This article examines some of the students’ free (and uncorrected) writings on Japan, collected at the earliest stage of the visits, in order to identify the kinds of discourses of which the students were part. (note 3) While covering a wide range of topics, from trade competition and names of supposedly Japanese products to various cultural items such as food, clothes, and language, the writings clearly reveal a general tendency among the students to see Japanese in terms of the other. That tendency often proved to be stronger when the topic moved to the war between Japan and the United States, which tended to divide people into distinct national groups. However, some approaches to the topic, such as one referring to the victims of war, allow students to cross those imagined national boundaries, and thus suggest the potential for overcoming students’ tendency toward othering the Japanese.

NOTES

This research was funded in part by the Matsushita International Foundation. We would like to thank the schools, students, and teachers for their willingness to participate in the study. We are also grateful to Lucien Ellington, Richard Minear, Judith Perkins, and several anonymous reviewers for their valuable comments, and to Sylvan Esh for his assistance in writing and proofreading.

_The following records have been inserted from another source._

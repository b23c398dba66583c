use std::sync::Arc;

use axum::{Json, body::Bytes, extract::State};
use common::models::{InboundSignal, Signal, Trade};
use tracing::warn;

use super::error::ApiError;
use super::router::AppState;
use crate::services::orchestrator::WorkflowReport;

pub const RECENT_LIMIT: u32 = 50;

/// Raw body so malformed JSON maps to our own 400 instead of axum's rejection.
pub async fn webhook(
    State(state): State<Arc<AppState>>,
    body: Bytes,
) -> Result<Json<WorkflowReport>, ApiError> {
    let signal: InboundSignal = serde_json::from_slice(&body).map_err(|e| {
        warn!("Malformed signal payload: {}", e);
        ApiError::bad_request(format!("invalid signal payload: {e}"))
    })?;
    let report = state.orchestrator.handle(signal).await?;
    Ok(Json(report))
}

pub async fn recent_signals(
    State(state): State<Arc<AppState>>,
) -> Result<Json<Vec<Signal>>, ApiError> {
    let store = state.store.as_ref().ok_or_else(ApiError::persistence_disabled)?;
    Ok(Json(store.recent_signals(RECENT_LIMIT).await?))
}

pub async fn recent_trades(
    State(state): State<Arc<AppState>>,
) -> Result<Json<Vec<Trade>>, ApiError> {
    let store = state.store.as_ref().ok_or_else(ApiError::persistence_disabled)?;
    Ok(Json(store.recent_trades(RECENT_LIMIT).await?))
}
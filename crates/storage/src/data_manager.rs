use async_trait::async_trait;
use common::models::{Signal, SignalInsert, Trade, TradeInsert};
use sqlx::SqlitePool;
use std::sync::Arc;

use crate::db;
use crate::error::StorageError;
use crate::repositories::{SignalsRepository, TradesRepository};
use crate::traits::Persistence;

pub struct DataManager {
    pool: SqlitePool,
}

impl DataManager {
    pub async fn new(database_url: &str) -> Result<Arc<Self>, sqlx::Error> {
        let pool = db::connect(database_url).await?;
        Ok(Arc::new(Self { pool }))
    }

    pub async fn in_memory() -> Result<Arc<Self>, sqlx::Error> {
        let pool = db::connect_in_memory().await?;
        Ok(Arc::new(Self { pool }))
    }

    pub fn pool(&self) -> &SqlitePool {
        &self.pool
    }

    pub async fn close(&self) {
        self.pool.close().await;
    }
}

#[async_trait]
impl Persistence for DataManager {
    async fn save_signal(&self, signal: &SignalInsert) -> Result<i64, StorageError> {
        Ok(SignalsRepository::insert(self, signal).await?)
    }

    async fn save_trade(&self, trade: &TradeInsert) -> Result<i64, StorageError> {
        Ok(TradesRepository::insert(self, trade).await?)
    }

    async fn recent_signals(&self, limit: u32) -> Result<Vec<Signal>, StorageError> {
        Ok(SignalsRepository::recent(self, limit).await?)
    }

    async fn recent_trades(&self, limit: u32) -> Result<Vec<Trade>, StorageError> {
        Ok(TradesRepository::recent(self, limit).await?)
    }
}
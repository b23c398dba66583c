use axum::{
    Json,
    http::StatusCode,
    response::{IntoResponse, Response},
};
use serde::Serialize;
use storage::StorageError;
use tracing::error;

use crate::error::AuthError;

#[derive(Debug, Serialize)]
pub struct ErrorResponse {
    pub error: String,
}

#[derive(Debug)]
pub struct ApiError {
    pub status: StatusCode,
    pub message: String,
}

impl ApiError {
    pub fn bad_request(message: impl Into<String>) -> Self {
        ApiError {
            status: StatusCode::BAD_REQUEST,
            message: message.into(),
        }
    }

    pub fn persistence_disabled() -> Self {
        ApiError {
            status: StatusCode::SERVICE_UNAVAILABLE,
            message: "persistence is disabled".to_string(),
        }
    }
}

impl From<AuthError> for ApiError {
    fn from(e: AuthError) -> Self {
        ApiError {
            status: StatusCode::UNAUTHORIZED,
            message: e.to_string(),
        }
    }
}

impl From<StorageError> for ApiError {
    fn from(e: StorageError) -> Self {
        error!("Storage query failed: {}", e);
        ApiError {
            status: StatusCode::INTERNAL_SERVER_ERROR,
            message: "storage error".to_string(),
        }
    }
}

impl IntoResponse for ApiError {
    fn into_response(self) -> Response {
        let body = Json(ErrorResponse {
            error: self.message,
        });
        (self.status, body).into_response()
    }
}
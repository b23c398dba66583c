use std::collections::BTreeMap;

use common::models::non_empty;

/// Parameters for `AddOrder`. Optional fields that are `None` or blank are omitted from the form.
#[derive(Debug, Clone, Default, PartialEq)]
pub struct OrderInput {
    pub pair: String,
    /// `buy` or `sell`.
    pub side: String,
    /// `market`, `limit`, `stop-loss`, ...
    pub order_type: String,
    pub volume: String,
    pub price: Option<String>,
    pub price2: Option<String>,
    pub user_ref: Option<String>,
    pub flags: Option<String>,
    pub time_in_force: Option<String>,
    /// Ask the venue to validate the order without placing it.
    pub validate: bool,
    pub close: Option<CloseOrder>,
}

/// Conditional close leg attached to an order.
#[derive(Debug, Clone, Default, PartialEq)]
pub struct CloseOrder {
    pub order_type: Option<String>,
    pub price: Option<String>,
    pub price2: Option<String>,
}

impl OrderInput {
    pub fn form_params(&self) -> BTreeMap<String, String> {
        let mut params = BTreeMap::new();
        params.insert("pair".to_string(), self.pair.clone());
        params.insert("type".to_string(), self.side.clone());
        params.insert("ordertype".to_string(), self.order_type.clone());
        params.insert("volume".to_string(), self.volume.clone());

        insert_optional(&mut params, "price", &self.price);
        insert_optional(&mut params, "price2", &self.price2);
        insert_optional(&mut params, "userref", &self.user_ref);
        insert_optional(&mut params, "oflags", &self.flags);
        insert_optional(&mut params, "timeinforce", &self.time_in_force);

        if self.validate {
            params.insert("validate".to_string(), "true".to_string());
        }

        if let Some(close) = &self.close {
            insert_optional(&mut params, "close[ordertype]", &close.order_type);
            insert_optional(&mut params, "close[price]", &close.price);
            insert_optional(&mut params, "close[price2]", &close.price2);
        }

        params
    }
}

fn insert_optional(params: &mut BTreeMap<String, String>, key: &str, value: &Option<String>) {
    if let Some(v) = non_empty(value) {
        params.insert(key.to_string(), v.to_string());
    }
}
use chrono::NaiveDateTime;
use common::models::{Signal, SignalInsert};

use crate::data_manager::DataManager;

pub struct SignalsRepository;

impl SignalsRepository {
    pub async fn insert(
        data_manager: &DataManager,
        signal: &SignalInsert,
    ) -> Result<i64, sqlx::Error> {
        let result = sqlx::query(
            r#"
                INSERT INTO signals (pair, type, payload) VALUES (?, ?, ?)
            "#,
        )
        .bind(&signal.pair)
        .bind(&signal.side)
        .bind(&signal.payload)
        .execute(data_manager.pool())
        .await?;

        Ok(result.last_insert_rowid())
    }

    pub async fn recent(data_manager: &DataManager, limit: u32) -> Result<Vec<Signal>, sqlx::Error> {
        let rows = sqlx::query_as::<_, (i64, NaiveDateTime, String, String, String)>(
            r#"
                SELECT id, received_at, pair, type, payload
                FROM signals
                ORDER BY received_at DESC, id DESC
                LIMIT ?
            "#,
        )
        .bind(i64::from(limit))
        .fetch_all(data_manager.pool())
        .await?;

        Ok(rows
            .into_iter()
            .map(|(id, received_at, pair, side, payload)| Signal {
                id,
                received_at: received_at.and_utc(),
                pair,
                side,
                payload,
            })
            .collect())
    }
}
use async_trait::async_trait;
use common::models::{Signal, SignalInsert, Trade, TradeInsert};

use crate::error::StorageError;

/// Narrow store contract consumed by the order workflow and the read endpoints.
///
/// Implementations must tolerate concurrent callers.
#[async_trait]
pub trait Persistence: Send + Sync {
    /// Returns the id assigned to the new row.
    async fn save_signal(&self, signal: &SignalInsert) -> Result<i64, StorageError>;

    async fn save_trade(&self, trade: &TradeInsert) -> Result<i64, StorageError>;

    /// Newest first, at most `limit` rows.
    async fn recent_signals(&self, limit: u32) -> Result<Vec<Signal>, StorageError>;

    /// Newest first, at most `limit` rows.
    async fn recent_trades(&self, limit: u32) -> Result<Vec<Trade>, StorageError>;
}
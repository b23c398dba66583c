use async_trait::async_trait;

use crate::error::NotifyError;

#[cfg_attr(test, mockall::automock)]
#[async_trait]
pub trait Notifier: Send + Sync {
    /// Delivers `text` to `destination` and returns the id of the delivered message.
    async fn send(&self, text: &str, destination: i64) -> Result<String, NotifyError>;
}
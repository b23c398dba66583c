use std::sync::Arc;

use axum::{
    Router,
    routing::{get, post},
};
use storage::Persistence;
use tower_http::trace::TraceLayer;

use super::handlers;
use crate::services::orchestrator::OrderOrchestrator;

pub struct AppState {
    pub orchestrator: Arc<OrderOrchestrator>,
    /// Read endpoints answer 503 when `None`.
    pub store: Option<Arc<dyn Persistence>>,
}

pub fn create_router(state: Arc<AppState>) -> Router {
    Router::new()
        .route("/webhooks", post(handlers::webhook))
        .route("/api/signals", get(handlers::recent_signals))
        .route("/api/trades", get(handlers::recent_trades))
        .layer(TraceLayer::new_for_http())
        .with_state(state)
}
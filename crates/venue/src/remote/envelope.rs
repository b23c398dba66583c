use serde::Deserialize;
use serde::de::DeserializeOwned;
use serde_json::Value;

use crate::error::{ApiError, VenueError};

/// `{"error": [...], "result": {...}}`, the shape of every private endpoint response.
#[derive(Debug, Deserialize)]
pub struct Envelope {
    /// `null` and a missing key both mean no errors.
    #[serde(default)]
    pub error: Option<Vec<String>>,
    #[serde(default)]
    pub result: Option<Value>,
}

impl Envelope {
    pub fn into_result<T: DeserializeOwned>(self, path: &str) -> Result<T, VenueError> {
        let errors = self.error.unwrap_or_default();
        if !errors.is_empty() {
            return Err(ApiError { messages: errors }.into());
        }

        let result = self.result.ok_or_else(|| VenueError::EmptyResult {
            path: path.to_string(),
        })?;

        T::deserialize(&result).map_err(|source| VenueError::Decode {
            path: path.to_string(),
            source,
            body: result.to_string(),
        })
    }
}

pub fn decode<T: DeserializeOwned>(path: &str, body: &[u8]) -> Result<T, VenueError> {
    let envelope: Envelope = serde_json::from_slice(body).map_err(|source| VenueError::Decode {
        path: path.to_string(),
        source,
        body: String::from_utf8_lossy(body).into_owned(),
    })?;
    envelope.into_result(path)
}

1. The authors follow recent developments of theories in feminist and cultural studies regarding the relationships among knowledge, language, discourse, power, social forces, and the formation of social identities. For more discussion of these terms, see, for example, John Fiske, Media Matters: Everyday Culture and Political Change (Minneapolis: University of Minnesota Press, 1994), 1–19; John Fiske, Power Plays, Power Works (London: Verso, 1993), 3–33; and Stuart Hall, “The Question of Cultural Identity,” in Modernity and Its Futures, edited by Stuart Hall et al. (Cambridge: Polity Press, 1992), 273–325.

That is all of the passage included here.